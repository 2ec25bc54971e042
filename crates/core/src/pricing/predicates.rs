use thiserror::Error;
use tracing::warn;

use crate::domain::basket::BasketSnapshot;
use crate::domain::rule::{Condition, Predicate};
use crate::money::MoneyError;

#[derive(Clone, Debug, Error, PartialEq, Eq)]
pub enum PredicateError {
    #[error("unsupported predicate kind `{found}`")]
    Unsupported { found: String },
    #[error(transparent)]
    Arithmetic(#[from] MoneyError),
}

pub trait ConditionEvaluator: Send + Sync {
    fn matches(
        &self,
        condition: &Condition,
        snapshot: &BasketSnapshot,
    ) -> Result<bool, PredicateError>;
}

#[derive(Default)]
pub struct DeterministicConditionEvaluator;

impl ConditionEvaluator for DeterministicConditionEvaluator {
    fn matches(
        &self,
        condition: &Condition,
        snapshot: &BasketSnapshot,
    ) -> Result<bool, PredicateError> {
        evaluate_condition(condition, snapshot)
    }
}

/// Walks the condition tree. `All` short-circuits on the first false, `Any`
/// on the first true; empty combinator nodes match vacuously, so a rule with
/// an empty tree is a global promotion.
pub fn evaluate_condition(
    condition: &Condition,
    snapshot: &BasketSnapshot,
) -> Result<bool, PredicateError> {
    match condition {
        Condition::All(children) => {
            for child in children {
                if !evaluate_condition(child, snapshot)? {
                    return Ok(false);
                }
            }
            Ok(true)
        }
        Condition::Any(children) => {
            if children.is_empty() {
                return Ok(true);
            }
            for child in children {
                if evaluate_condition(child, snapshot)? {
                    return Ok(true);
                }
            }
            Ok(false)
        }
        Condition::Is(predicate) => evaluate_predicate(predicate, snapshot),
    }
}

fn evaluate_predicate(
    predicate: &Predicate,
    snapshot: &BasketSnapshot,
) -> Result<bool, PredicateError> {
    match predicate {
        Predicate::ProductInSet { products } => {
            Ok(snapshot.lines.iter().any(|line| products.contains(&line.product_id)))
        }
        Predicate::CategoryInSet { categories } => Ok(snapshot
            .lines
            .iter()
            .any(|line| line.category_ids.iter().any(|category| categories.contains(category)))),
        Predicate::CustomerGroupInSet { groups } => {
            Ok(snapshot.customer.group_ids.iter().any(|group| groups.contains(group)))
        }
        Predicate::QuantityAtLeast { units } => {
            Ok(snapshot.total_units() >= u64::from(*units))
        }
        Predicate::QuantityAtMost { units } => Ok(snapshot.total_units() <= u64::from(*units)),
        Predicate::OrderAmountAtLeast { minor_units } => {
            Ok(snapshot.subtotal()?.minor_units >= *minor_units)
        }
        Predicate::OrderAmountAtMost { minor_units } => {
            Ok(snapshot.subtotal()?.minor_units <= *minor_units)
        }
        Predicate::DateWindow { starts_at, ends_at } => {
            let started = starts_at.map_or(true, |starts_at| snapshot.priced_at >= starts_at);
            let not_ended = ends_at.map_or(true, |ends_at| snapshot.priced_at <= ends_at);
            Ok(started && not_ended)
        }
        Predicate::Unsupported { found } => {
            // Fail closed: an unrecognized predicate must never match, and
            // must never break checkout either.
            warn!(
                basket_id = %snapshot.id.0,
                predicate_kind = %found,
                "skipping rule with unsupported predicate kind"
            );
            Err(PredicateError::Unsupported { found: found.clone() })
        }
    }
}
use rust_decimal::Decimal;
use serde::{Deserialize, Serialize};

use crate::domain::basket::{Jurisdiction, LineItemId};
use crate::money::Money;

#[derive(Clone, Debug, PartialEq, Eq, Hash, Serialize, Deserialize)]
pub struct TaxRuleId(pub String);

/// Matches a shipping jurisdiction. Country is required; region and postal
/// prefix narrow the match when present.
#[derive(Clone, Debug, PartialEq, Eq, Serialize, Deserialize)]
pub struct JurisdictionMatcher {
    pub country: String,
    pub region: Option<String>,
    pub postal_prefix: Option<String>,
}

impl JurisdictionMatcher {
    pub fn matches(&self, jurisdiction: &Jurisdiction) -> bool {
        if !self.country.eq_ignore_ascii_case(&jurisdiction.country) {
            return false;
        }
        if let Some(region) = &self.region {
            match &jurisdiction.region {
                Some(candidate) if region.eq_ignore_ascii_case(candidate) => {}
                _ => return false,
            }
        }
        if let Some(prefix) = &self.postal_prefix {
            match &jurisdiction.postal_code {
                Some(postal_code) if postal_code.starts_with(prefix.as_str()) => {}
                _ => return false,
            }
        }
        true
    }
}

#[derive(Clone, Debug, PartialEq, Eq, Serialize, Deserialize)]
pub struct TaxRule {
    pub id: TaxRuleId,
    pub name: String,
    pub jurisdiction: JurisdictionMatcher,
    /// Percentage rate, `8.25` means 8.25%.
    pub rate: Decimal,
    pub priority: i32,
    /// Compound rules accumulate previously computed tax into their base.
    pub compound: bool,
    /// When false the rule taxes the pre-discount line amount.
    pub applies_after_discount: bool,
}

/// One tax amount for one rule applied to one line. Kept per line so the
/// displayed line-item tax is reproducible from the result.
#[derive(Clone, Debug, PartialEq, Eq, Serialize, Deserialize)]
pub struct TaxLine {
    pub tax_rule_id: TaxRuleId,
    pub line_item_id: LineItemId,
    pub rate: Decimal,
    pub amount: Money,
}

#[cfg(test)]
mod tests {
    use crate::domain::basket::Jurisdiction;

    use super::JurisdictionMatcher;

    fn california() -> Jurisdiction {
        Jurisdiction {
            country: "US".to_string(),
            region: Some("CA".to_string()),
            postal_code: Some("94103".to_string()),
        }
    }

    #[test]
    fn country_only_matcher_covers_all_regions() {
        let matcher =
            JurisdictionMatcher { country: "us".to_string(), region: None, postal_prefix: None };
        assert!(matcher.matches(&california()));
    }

    #[test]
    fn region_and_postal_prefix_narrow_the_match() {
        let matcher = JurisdictionMatcher {
            country: "US".to_string(),
            region: Some("ca".to_string()),
            postal_prefix: Some("941".to_string()),
        };
        assert!(matcher.matches(&california()));

        let wrong_prefix = JurisdictionMatcher {
            country: "US".to_string(),
            region: Some("CA".to_string()),
            postal_prefix: Some("90".to_string()),
        };
        assert!(!wrong_prefix.matches(&california()));
    }

    #[test]
    fn missing_region_on_address_fails_region_matcher() {
        let matcher = JurisdictionMatcher {
            country: "US".to_string(),
            region: Some("CA".to_string()),
            postal_prefix: None,
        };
        let address =
            Jurisdiction { country: "US".to_string(), region: None, postal_code: None };
        assert!(!matcher.matches(&address));
    }
}
use crate::domain::basket::{BasketSnapshot, LineItemId};
use crate::domain::tax::{TaxLine, TaxRule};
use crate::money::{Money, MoneyError};

/// Per-line amounts after stacking, the tax base for after-discount rules.
#[derive(Clone, Debug, PartialEq, Eq)]
pub struct DiscountedLine {
    pub line_id: LineItemId,
    pub gross_minor_units: i64,
    pub net_minor_units: i64,
}

pub trait TaxCalculator: Send + Sync {
    fn compute(
        &self,
        snapshot: &BasketSnapshot,
        discounted_lines: &[DiscountedLine],
        rules: &[TaxRule],
    ) -> Result<Vec<TaxLine>, MoneyError>;
}

#[derive(Default)]
pub struct DeterministicTaxCalculator;

impl TaxCalculator for DeterministicTaxCalculator {
    fn compute(
        &self,
        snapshot: &BasketSnapshot,
        discounted_lines: &[DiscountedLine],
        rules: &[TaxRule],
    ) -> Result<Vec<TaxLine>, MoneyError> {
        compute_tax(snapshot, discounted_lines, rules)
    }
}

/// Applies jurisdiction-matching tax rules per line, highest priority first,
/// then declaration order (which fixes the compounding sequence). Each
/// (rule, line) amount is rounded half-up to minor units independently so the
/// summed total always reproduces the displayable line amounts.
pub fn compute_tax(
    snapshot: &BasketSnapshot,
    discounted_lines: &[DiscountedLine],
    rules: &[TaxRule],
) -> Result<Vec<TaxLine>, MoneyError> {
    let Some(jurisdiction) = &snapshot.ship_to else {
        return Ok(Vec::new());
    };

    let mut matching: Vec<(usize, &TaxRule)> = rules
        .iter()
        .enumerate()
        .filter(|(_, rule)| rule.jurisdiction.matches(jurisdiction))
        .collect();
    matching.sort_by(|(a_index, a), (b_index, b)| {
        b.priority.cmp(&a.priority).then(a_index.cmp(b_index))
    });

    let mut tax_lines = Vec::new();
    for line in &snapshot.lines {
        if snapshot.customer.tax_exempt || line.tax_exempt {
            continue;
        }
        let discounted = discounted_lines.iter().find(|candidate| candidate.line_id == line.id);
        let gross = match discounted {
            Some(discounted) => discounted.gross_minor_units,
            None => line.extended_price()?.minor_units,
        };
        let net = discounted.map_or(gross, |discounted| discounted.net_minor_units);

        let mut accumulated_tax = 0i64;
        for (_, rule) in &matching {
            let mut base = if rule.applies_after_discount { net } else { gross };
            if rule.compound {
                base += accumulated_tax;
            }
            let amount =
                Money::new(base, snapshot.currency.clone()).apply_percent(rule.rate)?;
            accumulated_tax += amount.minor_units;
            if amount.is_zero() {
                continue;
            }
            tax_lines.push(TaxLine {
                tax_rule_id: rule.id.clone(),
                line_item_id: line.id.clone(),
                rate: rule.rate,
                amount,
            });
        }
    }
    Ok(tax_lines)
}
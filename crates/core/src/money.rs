use std::fmt;

use rust_decimal::prelude::ToPrimitive;
use rust_decimal::{Decimal, RoundingStrategy};
use serde::{Deserialize, Serialize};
use thiserror::Error;

/// ISO 4217 currency code. The exponent lookup covers the zero- and
/// three-decimal currencies; everything else uses two minor-unit digits.
#[derive(Clone, Debug, PartialEq, Eq, Hash, Serialize, Deserialize)]
pub struct Currency(pub String);

impl Currency {
    pub fn new(code: impl Into<String>) -> Self {
        Self(code.into().to_ascii_uppercase())
    }

    pub fn code(&self) -> &str {
        &self.0
    }

    /// Number of minor-unit digits for this currency.
    pub fn exponent(&self) -> u32 {
        match self.0.as_str() {
            "BIF" | "CLP" | "DJF" | "GNF" | "ISK" | "JPY" | "KMF" | "KRW" | "PYG" | "RWF"
            | "UGX" | "VND" | "VUV" | "XAF" | "XOF" | "XPF" => 0,
            "BHD" | "IQD" | "JOD" | "KWD" | "LYD" | "OMR" | "TND" => 3,
            _ => 2,
        }
    }
}

impl fmt::Display for Currency {
    fn fmt(&self, f: &mut fmt::Formatter<'_>) -> fmt::Result {
        f.write_str(&self.0)
    }
}

#[derive(Clone, Debug, Error, PartialEq, Eq)]
pub enum MoneyError {
    #[error("currency mismatch: {left} vs {right}")]
    CurrencyMismatch { left: Currency, right: Currency },
    #[error("amount overflow in {currency} arithmetic")]
    Overflow { currency: Currency },
}

/// Monetary amount in integer minor units tagged with its currency.
///
/// All arithmetic stays in minor units; conversion to a decimal representation
/// happens only in `Display`, which exists for diagnostics and tests.
#[derive(Clone, Debug, PartialEq, Eq, Hash, Serialize, Deserialize)]
pub struct Money {
    pub minor_units: i64,
    pub currency: Currency,
}

impl Money {
    pub fn new(minor_units: i64, currency: Currency) -> Self {
        Self { minor_units, currency }
    }

    pub fn zero(currency: Currency) -> Self {
        Self { minor_units: 0, currency }
    }

    pub fn is_zero(&self) -> bool {
        self.minor_units == 0
    }

    pub fn is_negative(&self) -> bool {
        self.minor_units < 0
    }

    pub fn checked_add(&self, other: &Money) -> Result<Money, MoneyError> {
        self.require_same_currency(other)?;
        let minor_units = self
            .minor_units
            .checked_add(other.minor_units)
            .ok_or_else(|| MoneyError::Overflow { currency: self.currency.clone() })?;
        Ok(Money { minor_units, currency: self.currency.clone() })
    }

    pub fn checked_sub(&self, other: &Money) -> Result<Money, MoneyError> {
        self.require_same_currency(other)?;
        let minor_units = self
            .minor_units
            .checked_sub(other.minor_units)
            .ok_or_else(|| MoneyError::Overflow { currency: self.currency.clone() })?;
        Ok(Money { minor_units, currency: self.currency.clone() })
    }

    pub fn times(&self, quantity: u32) -> Result<Money, MoneyError> {
        let minor_units = self
            .minor_units
            .checked_mul(i64::from(quantity))
            .ok_or_else(|| MoneyError::Overflow { currency: self.currency.clone() })?;
        Ok(Money { minor_units, currency: self.currency.clone() })
    }

    /// Applies a percentage rate (`10` means 10%) and rounds the result
    /// half-up to minor units. Midpoint-away-from-zero keeps rounding
    /// symmetric for credits and debits.
    pub fn apply_percent(&self, percent: Decimal) -> Result<Money, MoneyError> {
        let raw = Decimal::from(self.minor_units) * percent / Decimal::ONE_HUNDRED;
        let rounded = raw.round_dp_with_strategy(0, RoundingStrategy::MidpointAwayFromZero);
        let minor_units = rounded
            .to_i64()
            .ok_or_else(|| MoneyError::Overflow { currency: self.currency.clone() })?;
        Ok(Money { minor_units, currency: self.currency.clone() })
    }

    fn require_same_currency(&self, other: &Money) -> Result<(), MoneyError> {
        if self.currency != other.currency {
            return Err(MoneyError::CurrencyMismatch {
                left: self.currency.clone(),
                right: other.currency.clone(),
            });
        }
        Ok(())
    }
}

impl fmt::Display for Money {
    fn fmt(&self, f: &mut fmt::Formatter<'_>) -> fmt::Result {
        let exponent = self.currency.exponent();
        if exponent == 0 {
            return write!(f, "{} {}", self.currency, self.minor_units);
        }
        let scale = 10_i64.pow(exponent);
        let sign = if self.minor_units < 0 { "-" } else { "" };
        let major = (self.minor_units / scale).abs();
        let minor = (self.minor_units % scale).abs();
        write!(f, "{} {sign}{major}.{minor:0width$}", self.currency, width = exponent as usize)
    }
}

____________________

## Exercise description
The number of lines above containing the word "TaxLine" is all that should be returned.

## Response area
6